-- Opening Marker --
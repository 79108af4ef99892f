use serde::{Deserialize, Serialize};

use crate::models::geo::LatLng;
use crate::models::restaurant::Review;

/// A result of the places nearby-search call.
#[derive(Clone, Serialize, Deserialize, Debug)]
pub struct NearbyPlace {
    pub name: String,
    #[serde(default)]
    pub vicinity: String,
    #[serde(default)]
    pub geometry: Option<Geometry>,
    #[serde(default)]
    pub rating: f64,
    #[serde(default)]
    pub user_ratings_total: u64,
    #[serde(default)]
    pub place_id: Option<String>,
    #[serde(default)]
    pub scope: Option<String>,
}

#[derive(Clone, Serialize, Deserialize, Debug)]
pub struct Geometry {
    pub location: LatLng,
}

/// Results stay raw so each one is converted, or skipped, on its own.
#[derive(Clone, Serialize, Deserialize, Debug)]
pub struct NearbySearchResponse {
    #[serde(default)]
    pub results: Vec<serde_json::Value>,
    pub status: String,
}

#[derive(Clone, Serialize, Deserialize, Debug)]
pub struct PlaceDetailsResponse {
    #[serde(default)]
    pub result: Option<PlaceDetails>,
    pub status: String,
}

#[derive(Clone, Serialize, Deserialize, Debug, Default)]
pub struct PlaceDetails {
    #[serde(default)]
    pub reviews: Vec<PlaceReview>,
}

#[derive(Clone, Serialize, Deserialize, Debug)]
pub struct PlaceReview {
    pub author_name: String,
    pub rating: f64,
    #[serde(default)]
    pub text: String,
}

impl From<PlaceReview> for Review {
    fn from(review: PlaceReview) -> Self {
        Review {
            name: review.author_name,
            rating: review.rating,
            comment: review.text,
        }
    }
}

#[cfg(test)]
mod tests {
    use super::*;

    #[test]
    fn parses_nearby_search_payload() {
        let raw = r#"{
            "html_attributions": [],
            "results": [{
                "name": "Le Petit",
                "vicinity": "2 Rue",
                "geometry": {"location": {"lat": 48.1, "lng": 2.2}, "viewport": {}},
                "rating": 4.4,
                "user_ratings_total": 87,
                "place_id": "ChIJ-petit",
                "scope": "GOOGLE"
            }],
            "status": "OK"
        }"#;

        let response: NearbySearchResponse = serde_json::from_str(raw).unwrap();
        assert_eq!(response.status, "OK");

        let place: NearbyPlace = serde_json::from_value(response.results[0].clone()).unwrap();
        assert_eq!(place.place_id.as_deref(), Some("ChIJ-petit"));
        assert_eq!(place.geometry.as_ref().unwrap().location.lng, 2.2);
    }

    #[test]
    fn details_reviews_map_to_restaurant_reviews() {
        let raw = r#"{
            "result": {"reviews": [{"author_name": "Kim", "rating": 5, "text": "Superb", "time": 1}]},
            "status": "OK"
        }"#;

        let response: PlaceDetailsResponse = serde_json::from_str(raw).unwrap();
        let reviews: Vec<Review> = response
            .result
            .unwrap()
            .reviews
            .into_iter()
            .map(Review::from)
            .collect();

        assert_eq!(
            reviews,
            vec![Review { name: "Kim".to_string(), rating: 5.0, comment: "Superb".to_string() }]
        );
    }
}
-- Closing Marker --
Exercise prompt :: Nothing above should be left out; write out every record exactly.

Answer section ::
repository 79108af4ef99892f
use serde::{Deserialize, Serialize};

use crate::models::geo::LatLng;
use crate::models::restaurant::Review;

/// A result of the places nearby-search call.
#[derive(Clone, Serialize, Deserialize, Debug)]
pub struct NearbyPlace {
    pub name: String,
    #[serde(default)]
    pub vicinity: String,
    #[serde(default)]
    pub geometry: Option<Geometry>,
    #[serde(default)]
    pub rating: f64,
    #[serde(default)]
    pub user_ratings_total: u64,
    #[serde(default)]
    pub place_id: Option<String>,
    #[serde(default)]
    pub scope: Option<String>,
}

#[derive(Clone, Serialize, Deserialize, Debug)]
pub struct Geometry {
    pub location: LatLng,
}

/// Results stay raw so each one is converted, or skipped, on its own.
#[derive(Clone, Serialize, Deserialize, Debug)]
pub struct NearbySearchResponse {
    #[serde(default)]
    pub results: Vec<serde_json::Value>,
    pub status: String,
}

#[derive(Clone, Serialize, Deserialize, Debug)]
pub struct PlaceDetailsResponse {
    #[serde(default)]
    pub result: Option<PlaceDetails>,
    pub status: String,
}

#[derive(Clone, Serialize, Deserialize, Debug, Default)]
pub struct PlaceDetails {
    #[serde(default)]
    pub reviews: Vec<PlaceReview>,
}

#[derive(Clone, Serialize, Deserialize, Debug)]
pub struct PlaceReview {
    pub author_name: String,
    pub rating: f64,
    #[serde(default)]
    pub text: String,
}

impl From<PlaceReview> for Review {
    fn from(review: PlaceReview) -> Self {
        Review {
            name: review.author_name,
            rating: review.rating,
            comment: review.text,
        }
    }
}

#[cfg(test)]
mod tests {
    use super::*;

    #[test]
    fn parses_nearby_search_payload() {
        let raw = r#"{
            "html_attributions": [],
            "results": [{
                "name": "Le Petit",
                "vicinity": "2 Rue",
                "geometry": {"location": {"lat": 48.1, "lng": 2.2}, "viewport": {}},
                "rating": 4.4,
                "user_ratings_total": 87,
                "place_id": "ChIJ-petit",
                "scope": "GOOGLE"
            }],
            "status": "OK"
        }"#;

        let response: NearbySearchResponse = serde_json::from_str(raw).unwrap();
        assert_eq!(response.status, "OK");

        let place: NearbyPlace = serde_json::from_value(response.results[0].clone()).unwrap();
        assert_eq!(place.place_id.as_deref(), Some("ChIJ-petit"));
        assert_eq!(place.geometry.as_ref().unwrap().location.lng, 2.2);
    }

    #[test]
    fn details_reviews_map_to_restaurant_reviews() {
        let raw = r#"{
            "result": {"reviews": [{"author_name": "Kim", "rating": 5, "text": "Superb", "time": 1}]},
            "status": "OK"
        }"#;

        let response: PlaceDetailsResponse = serde_json::from_str(raw).unwrap();
        let reviews: Vec<Review> = response
            .result
            .unwrap()
            .reviews
            .into_iter()
            .map(Review::from)
            .collect();

        assert_eq!(
            reviews,
            vec![Review { name: "Kim".to_string(), rating: 5.0, comment: "Superb".to_string() }]
        );
    }
}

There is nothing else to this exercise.